+++ Given records +++

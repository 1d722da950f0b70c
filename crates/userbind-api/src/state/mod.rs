//! Application state
//!
//! Holds the shared state for the Axum application: the service context,
//! the configuration and the view hooks.

use std::sync::Arc;

use userbind_common::{AppConfig, JwtService};
use userbind_service::ServiceContext;

use crate::hooks::ViewHooks;

/// Application state shared across all handlers
#[derive(Clone)]
pub struct AppState {
    service_context: Arc<ServiceContext>,
    config: Arc<AppConfig>,
    hooks: Arc<ViewHooks>,
}

impl AppState {
    /// Create a new AppState with the standard view hooks
    pub fn new(service_context: ServiceContext, config: AppConfig) -> Self {
        Self::with_hooks(service_context, config, ViewHooks::with_defaults())
    }

    pub fn with_hooks(service_context: ServiceContext, config: AppConfig, hooks: ViewHooks) -> Self {
        Self {
            service_context: Arc::new(service_context),
            config: Arc::new(config),
            hooks: Arc::new(hooks),
        }
    }

    pub fn service_context(&self) -> &ServiceContext {
        &self.service_context
    }

    pub fn config(&self) -> &AppConfig {
        &self.config
    }

    pub fn hooks(&self) -> &ViewHooks {
        &self.hooks
    }

    pub fn jwt_service(&self) -> &JwtService {
        self.service_context.jwt_service()
    }
}

impl std::fmt::Debug for AppState {
    fn fmt(&self, f: &mut std::fmt::Formatter<'_>) -> std::fmt::Result {
        f.debug_struct("AppState")
            .field("service_context", &"ServiceContext")
            .field("config", &"AppConfig")
            .field("hooks", &self.hooks)
            .finish()
    }
}
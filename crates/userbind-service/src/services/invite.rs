//! Invite store
//!
//! Creation, lookup, redemption marker, paginated listing and deletion of
//! student invite codes.

use std::collections::HashMap;

use chrono::Utc;
use tracing::{info, instrument, warn};

use userbind_core::entities::{
    generate_invite_code, StudentInvite, MAX_STUDENT_ID_LEN, MAX_STUDENT_NAME_LEN,
};
use userbind_core::error::DomainError;
use userbind_core::value_objects::{InvitePage, UserId};

use crate::dto::{InviteResponse, InviteRowResponse, ManageInvitesResponse, UserSummary};

use super::context::ServiceContext;
use super::error::{ServiceError, ServiceResult};

/// Attempts before giving up on a colliding generated code
const CREATE_ATTEMPTS: usize = 3;

/// Invite service
pub struct InviteService<'a> {
    ctx: &'a ServiceContext,
}

impl<'a> InviteService<'a> {
    pub fn new(ctx: &'a ServiceContext) -> Self {
        Self { ctx }
    }

    /// Create an unused invite for a student and return its code
    #[instrument(skip(self))]
    pub async fn create_invite(&self, student_id: &str, student_name: &str) -> ServiceResult<String> {
        let student_id = student_id.trim();
        let student_name = student_name.trim();
        if student_id.is_empty() || student_name.is_empty() {
            return Err(ServiceError::validation(
                "student_id and student_name are required",
            ));
        }
        if student_id.chars().count() > MAX_STUDENT_ID_LEN {
            return Err(ServiceError::validation(format!(
                "student_id must be at most {MAX_STUDENT_ID_LEN} characters"
            )));
        }
        if student_name.chars().count() > MAX_STUDENT_NAME_LEN {
            return Err(ServiceError::validation(format!(
                "student_name must be at most {MAX_STUDENT_NAME_LEN} characters"
            )));
        }

        for attempt in 1..=CREATE_ATTEMPTS {
            let invite = StudentInvite::new(
                generate_invite_code(),
                student_id.to_string(),
                student_name.to_string(),
            );

            match self.ctx.invite_repo().create(&invite).await {
                Ok(()) => {
                    info!(student_id = %invite.student_id, "Invite created");
                    return Ok(invite.code);
                }
                Err(DomainError::InviteCodeExists) => {
                    warn!(attempt, "Generated invite code collided, retrying");
                }
                Err(e) => return Err(e.into()),
            }
        }

        Err(DomainError::InviteCodeExists.into())
    }

    /// Point lookup by code
    #[instrument(skip(self))]
    pub async fn get_invite(&self, code: &str) -> ServiceResult<Option<StudentInvite>> {
        Ok(self.ctx.invite_repo().find_by_code(code).await?)
    }

    /// Record the redemption. Only the first caller for a code succeeds.
    #[instrument(skip(self))]
    pub async fn mark_used(&self, code: &str, user_id: UserId) -> ServiceResult<()> {
        let claimed = self
            .ctx
            .invite_repo()
            .claim(code, user_id, Utc::now())
            .await?;

        if !claimed {
            return Err(DomainError::InviteAlreadyUsed(code.to_string()).into());
        }
        Ok(())
    }

    /// One page of invites, newest first. Pages are 1-based.
    #[instrument(skip(self))]
    pub async fn list_invites(&self, page: i64) -> ServiceResult<InvitePage> {
        let page_size = self.ctx.invite_page_size();
        let page = InvitePage::normalize_page(page);

        let total = self.ctx.invite_repo().count().await?;
        let records = self
            .ctx
            .invite_repo()
            .list_page(InvitePage::offset(page, page_size), i64::from(page_size))
            .await?;

        Ok(InvitePage {
            records,
            total,
            page,
            page_count: InvitePage::page_count(total, page_size),
        })
    }

    /// Management view: a page of invites with redeemers resolved
    #[instrument(skip(self))]
    pub async fn manage_page(&self, page: i64) -> ServiceResult<ManageInvitesResponse> {
        let listing = self.list_invites(page).await?;

        let mut ids: Vec<UserId> = listing.records.iter().filter_map(|i| i.used_by).collect();
        ids.sort_unstable();
        ids.dedup();

        let users: HashMap<UserId, UserSummary> = self
            .ctx
            .user_repo()
            .find_many(&ids)
            .await?
            .iter()
            .map(|u| (u.id, UserSummary::from(u)))
            .collect();

        let invites = listing
            .records
            .iter()
            .map(|invite| InviteRowResponse {
                invite: InviteResponse::from(invite),
                used_by_user: invite.used_by.and_then(|id| users.get(&id).cloned()),
            })
            .collect();

        Ok(ManageInvitesResponse {
            invites,
            page: listing.page,
            page_count: listing.page_count,
            total: listing.total,
        })
    }

    /// Delete regardless of state; unknown codes are ignored
    #[instrument(skip(self))]
    pub async fn delete_invite(&self, code: &str) -> ServiceResult<()> {
        self.ctx.invite_repo().delete(code).await?;
        info!("Invite deleted");
        Ok(())
    }
}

+++

◆ Exercise details ◆
Without changing a single word, reproduce the entries above.

◆ Written solution ◆
repository 1d722da950f0b70c
filename crates/userbind-api/src/state/mod.rs
//! Application state
//!
//! Holds the shared state for the Axum application: the service context,
//! the configuration and the view hooks.

use std::sync::Arc;

use userbind_common::{AppConfig, JwtService};
use userbind_service::ServiceContext;

use crate::hooks::ViewHooks;

/// Application state shared across all handlers
#[derive(Clone)]
pub struct AppState {
    service_context: Arc<ServiceContext>,
    config: Arc<AppConfig>,
    hooks: Arc<ViewHooks>,
}

impl AppState {
    /// Create a new AppState with the standard view hooks
    pub fn new(service_context: ServiceContext, config: AppConfig) -> Self {
        Self::with_hooks(service_context, config, ViewHooks::with_defaults())
    }

    pub fn with_hooks(service_context: ServiceContext, config: AppConfig, hooks: ViewHooks) -> Self {
        Self {
            service_context: Arc::new(service_context),
            config: Arc::new(config),
            hooks: Arc::new(hooks),
        }
    }

    pub fn service_context(&self) -> &ServiceContext {
        &self.service_context
    }

    pub fn config(&self) -> &AppConfig {
        &self.config
    }

    pub fn hooks(&self) -> &ViewHooks {
        &self.hooks
    }

    pub fn jwt_service(&self) -> &JwtService {
        self.service_context.jwt_service()
    }
}

impl std::fmt::Debug for AppState {
    fn fmt(&self, f: &mut std::fmt::Formatter<'_>) -> std::fmt::Result {
        f.debug_struct("AppState")
            .field("service_context", &"ServiceContext")
            .field("config", &"AppConfig")
            .field("hooks", &self.hooks)
            .finish()
    }
}
filename crates/userbind-service/src/services/invite.rs
//! Invite store
//!
//! Creation, lookup, redemption marker, paginated listing and deletion of
//! student invite codes.

use std::collections::HashMap;

use chrono::Utc;
use tracing::{info, instrument, warn};

use userbind_core::entities::{
    generate_invite_code, StudentInvite, MAX_STUDENT_ID_LEN, MAX_STUDENT_NAME_LEN,
};
use userbind_core::error::DomainError;
use userbind_core::value_objects::{InvitePage, UserId};

use crate::dto::{InviteResponse, InviteRowResponse, ManageInvitesResponse, UserSummary};

use super::context::ServiceContext;
use super::error::{ServiceError, ServiceResult};

/// Attempts before giving up on a colliding generated code
const CREATE_ATTEMPTS: usize = 3;

/// Invite service
pub struct InviteService<'a> {
    ctx: &'a ServiceContext,
}

impl<'a> InviteService<'a> {
    pub fn new(ctx: &'a ServiceContext) -> Self {
        Self { ctx }
    }

    /// Create an unused invite for a student and return its code
    #[instrument(skip(self))]
    pub async fn create_invite(&self, student_id: &str, student_name: &str) -> ServiceResult<String> {
        let student_id = student_id.trim();
        let student_name = student_name.trim();
        if student_id.is_empty() || student_name.is_empty() {
            return Err(ServiceError::validation(
                "student_id and student_name are required",
            ));
        }
        if student_id.chars().count() > MAX_STUDENT_ID_LEN {
            return Err(ServiceError::validation(format!(
                "student_id must be at most {MAX_STUDENT_ID_LEN} characters"
            )));
        }
        if student_name.chars().count() > MAX_STUDENT_NAME_LEN {
            return Err(ServiceError::validation(format!(
                "student_name must be at most {MAX_STUDENT_NAME_LEN} characters"
            )));
        }

        for attempt in 1..=CREATE_ATTEMPTS {
            let invite = StudentInvite::new(
                generate_invite_code(),
                student_id.to_string(),
                student_name.to_string(),
            );

            match self.ctx.invite_repo().create(&invite).await {
                Ok(()) => {
                    info!(student_id = %invite.student_id, "Invite created");
                    return Ok(invite.code);
                }
                Err(DomainError::InviteCodeExists) => {
                    warn!(attempt, "Generated invite code collided, retrying");
                }
                Err(e) => return Err(e.into()),
            }
        }

        Err(DomainError::InviteCodeExists.into())
    }

    /// Point lookup by code
    #[instrument(skip(self))]
    pub async fn get_invite(&self, code: &str) -> ServiceResult<Option<StudentInvite>> {
        Ok(self.ctx.invite_repo().find_by_code(code).await?)
    }

    /// Record the redemption. Only the first caller for a code succeeds.
    #[instrument(skip(self))]
    pub async fn mark_used(&self, code: &str, user_id: UserId) -> ServiceResult<()> {
        let claimed = self
            .ctx
            .invite_repo()
            .claim(code, user_id, Utc::now())
            .await?;

        if !claimed {
            return Err(DomainError::InviteAlreadyUsed(code.to_string()).into());
        }
        Ok(())
    }

    /// One page of invites, newest first. Pages are 1-based.
    #[instrument(skip(self))]
    pub async fn list_invites(&self, page: i64) -> ServiceResult<InvitePage> {
        let page_size = self.ctx.invite_page_size();
        let page = InvitePage::normalize_page(page);

        let total = self.ctx.invite_repo().count().await?;
        let records = self
            .ctx
            .invite_repo()
            .list_page(InvitePage::offset(page, page_size), i64::from(page_size))
            .await?;

        Ok(InvitePage {
            records,
            total,
            page,
            page_count: InvitePage::page_count(total, page_size),
        })
    }

    /// Management view: a page of invites with redeemers resolved
    #[instrument(skip(self))]
    pub async fn manage_page(&self, page: i64) -> ServiceResult<ManageInvitesResponse> {
        let listing = self.list_invites(page).await?;

        let mut ids: Vec<UserId> = listing.records.iter().filter_map(|i| i.used_by).collect();
        ids.sort_unstable();
        ids.dedup();

        let users: HashMap<UserId, UserSummary> = self
            .ctx
            .user_repo()
            .find_many(&ids)
            .await?
            .iter()
            .map(|u| (u.id, UserSummary::from(u)))
            .collect();

        let invites = listing
            .records
            .iter()
            .map(|invite| InviteRowResponse {
                invite: InviteResponse::from(invite),
                used_by_user: invite.used_by.and_then(|id| users.get(&id).cloned()),
            })
            .collect();

        Ok(ManageInvitesResponse {
            invites,
            page: listing.page,
            page_count: listing.page_count,
            total: listing.total,
        })
    }

    /// Delete regardless of state; unknown codes are ignored
    #[instrument(skip(self))]
    pub async fn delete_invite(&self, code: &str) -> ServiceResult<()> {
        self.ctx.invite_repo().delete(code).await?;
        info!("Invite deleted");
        Ok(())
    }
}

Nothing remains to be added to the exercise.